Signed-off-by: NeilBrown <neilb@suse.com>
---
 include/linux/radix-tree.h |    8 ++
 lib/radix-tree.c           |  158 ++++++++++++++++++++++++++++++++++++++++++++
 2 files changed, 166 insertions(+)

diff --git a/include/linux/radix-tree.h b/include/linux/radix-tree.h
index 450c12b546b7..8f579f66574b 100644
--- a/include/linux/radix-tree.h
+++ b/include/linux/radix-tree.h
@@ -308,6 +308,14 @@ unsigned long radix_tree_range_tag_if_tagged(struct radix_tree_root *root,
 int radix_tree_tagged(struct radix_tree_root *root, unsigned int tag);
 unsigned long radix_tree_locate_item(struct radix_tree_root *root, void *item);
 
+void *radix_tree_lookup_lock(struct radix_tree_root *root, wait_queue_head_t *wq,
+			     unsigned long index, spinlock_t *lock);
+void radix_tree_unlock(struct radix_tree_root *root, wait_queue_head_t *wq,
+		       unsigned long index);
+void radix_tree_delete_unlock(struct radix_tree_root *root, wait_queue_head_t *wq,
+			      unsigned long index);
+
+
 static inline void radix_tree_preload_end(void)
 {
 	preempt_enable();
diff --git a/lib/radix-tree.c b/lib/radix-tree.c
index 37d4643ab5c0..a24ea002f3eb 100644
--- a/lib/radix-tree.c
+++ b/lib/radix-tree.c
@@ -1500,3 +1500,161 @@ void __init radix_tree_init(void)

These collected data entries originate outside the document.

//! Interaction styles
//!
//! A small closed set of styles behind a capability trait: trackball and
//! joystick behavior, plus a switch style that holds both and forwards to
//! whichever mode is current. No runtime type inspection anywhere; the
//! switch is an explicit variant of the `InteractorStyle` union.

/// Capability shared by every interaction style
pub trait InteractionStyle {
    /// Set the mouse-wheel zoom-step multiplier
    fn set_mouse_wheel_sensitivity(&mut self, sensitivity: f32);

    /// Get the mouse-wheel zoom-step multiplier
    fn mouse_wheel_sensitivity(&self) -> f32;

    /// Degrees of orbit per pixel of drag
    fn orbit_gain(&self) -> f32;
}

/// Trackball-camera style: motion proportional to drag distance
#[derive(Debug, Clone)]
pub struct TrackballStyle {
    wheel_sensitivity: f32,
}

impl Default for TrackballStyle {
    fn default() -> Self {
        Self {
            wheel_sensitivity: 1.0,
        }
    }
}

impl InteractionStyle for TrackballStyle {
    fn set_mouse_wheel_sensitivity(&mut self, sensitivity: f32) {
        self.wheel_sensitivity = sensitivity;
    }

    fn mouse_wheel_sensitivity(&self) -> f32 {
        self.wheel_sensitivity
    }

    fn orbit_gain(&self) -> f32 {
        0.4
    }
}

/// Joystick-camera style: coarser motion, the windowing default
#[derive(Debug, Clone)]
pub struct JoystickStyle {
    wheel_sensitivity: f32,
}

impl Default for JoystickStyle {
    fn default() -> Self {
        Self {
            wheel_sensitivity: 1.0,
        }
    }
}

impl InteractionStyle for JoystickStyle {
    fn set_mouse_wheel_sensitivity(&mut self, sensitivity: f32) {
        self.wheel_sensitivity = sensitivity;
    }

    fn mouse_wheel_sensitivity(&self) -> f32 {
        self.wheel_sensitivity
    }

    fn orbit_gain(&self) -> f32 {
        1.0
    }
}

/// Which style a switch style currently forwards to
#[derive(Debug, Clone, Copy, PartialEq, Eq)]
pub enum StyleMode {
    Joystick,
    Trackball,
}

/// A style that owns both behaviors and forwards to the current mode
#[derive(Debug, Clone)]
pub struct SwitchStyle {
    mode: StyleMode,
    trackball: TrackballStyle,
    joystick: JoystickStyle,
}

impl Default for SwitchStyle {
    fn default() -> Self {
        Self {
            // Joystick is the default until the controller switches it.
            mode: StyleMode::Joystick,
            trackball: TrackballStyle::default(),
            joystick: JoystickStyle::default(),
        }
    }
}

impl SwitchStyle {
    pub fn mode(&self) -> StyleMode {
        self.mode
    }

    pub fn set_style_mode(&mut self, mode: StyleMode) {
        self.mode = mode;
    }

    pub fn current(&self) -> &dyn InteractionStyle {
        match self.mode {
            StyleMode::Trackball => &self.trackball,
            StyleMode::Joystick => &self.joystick,
        }
    }

    pub fn current_mut(&mut self) -> &mut dyn InteractionStyle {
        match self.mode {
            StyleMode::Trackball => &mut self.trackball,
            StyleMode::Joystick => &mut self.joystick,
        }
    }
}

/// The closed set of interactor styles a view controller can bind
#[derive(Debug, Clone)]
pub enum InteractorStyle {
    Switch(SwitchStyle),
    Trackball(TrackballStyle),
    Joystick(JoystickStyle),
}

impl InteractorStyle {
    /// The default binding: a switch style starting out in joystick mode
    pub fn default_switch() -> Self {
        Self::Switch(SwitchStyle::default())
    }

    /// Switch the current mode; base styles have a fixed behavior and
    /// ignore the request
    pub fn set_style_mode(&mut self, mode: StyleMode) {
        if let Self::Switch(switch) = self {
            switch.set_style_mode(mode);
        }
    }

    /// Apply the sensitivity to the switch's current style, or to the base
    /// style directly when no switch is bound
    pub fn set_mouse_wheel_sensitivity(&mut self, sensitivity: f32) {
        match self {
            Self::Switch(switch) => switch.current_mut().set_mouse_wheel_sensitivity(sensitivity),
            Self::Trackball(style) => style.set_mouse_wheel_sensitivity(sensitivity),
            Self::Joystick(style) => style.set_mouse_wheel_sensitivity(sensitivity),
        }
    }

    pub fn mouse_wheel_sensitivity(&self) -> f32 {
        match self {
            Self::Switch(switch) => switch.current().mouse_wheel_sensitivity(),
            Self::Trackball(style) => style.mouse_wheel_sensitivity(),
            Self::Joystick(style) => style.mouse_wheel_sensitivity(),
        }
    }

    pub fn orbit_gain(&self) -> f32 {
        match self {
            Self::Switch(switch) => switch.current().orbit_gain(),
            Self::Trackball(style) => style.orbit_gain(),
            Self::Joystick(style) => style.orbit_gain(),
        }
    }
}

#[cfg(test)]
mod tests {
    use super::*;

    #[test]
    fn test_switch_defaults_to_joystick() {
        let style = InteractorStyle::default_switch();
        let InteractorStyle::Switch(switch) = &style else {
            panic!("expected a switch style");
        };
        assert_eq!(switch.mode(), StyleMode::Joystick);
    }

    #[test]
    fn test_sensitivity_goes_to_current_style() {
        let mut style = InteractorStyle::default_switch();
        style.set_style_mode(StyleMode::Trackball);
        style.set_mouse_wheel_sensitivity(2.5);
        assert_eq!(style.mouse_wheel_sensitivity(), 2.5);

        // The joystick side kept its own default.
        style.set_style_mode(StyleMode::Joystick);
        assert_eq!(style.mouse_wheel_sensitivity(), 1.0);
    }

    #[test]
    fn test_base_style_takes_sensitivity_directly() {
        let mut style = InteractorStyle::Trackball(TrackballStyle::default());
        style.set_mouse_wheel_sensitivity(0.25);
        assert_eq!(style.mouse_wheel_sensitivity(), 0.25);

        // Mode switching on a base style is a no-op.
        style.set_style_mode(StyleMode::Joystick);
        assert_eq!(style.mouse_wheel_sensitivity(), 0.25);
    }
}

 	radix_tree_init_maxindex();
 	hotcpu_notifier(radix_tree_callback, 0);
 }
+
+/* Exception entry locking.
+ * The least significant bit of an exception entry can be used as a
+ * "locked" flag.  Supported locking operations are:
+ * radix_tree_lookup_lock() - if the indexed entry exists, lock it and
+ *         return the value, else return NULL.  If the indexed entry is not
+ *         exceptional it is returned without locking.
+ * radix_tree_unlock() - release the lock on the indexed entry
+ * radix_tree_delete_unlock() - the entry must be locked.  It will be atomically
+ *     unlocked and removed.  Any threads sleeping in lookup_lock() will return.
+ * Each of these take a radix_tree_root, a wait_queue_head_t, and an index.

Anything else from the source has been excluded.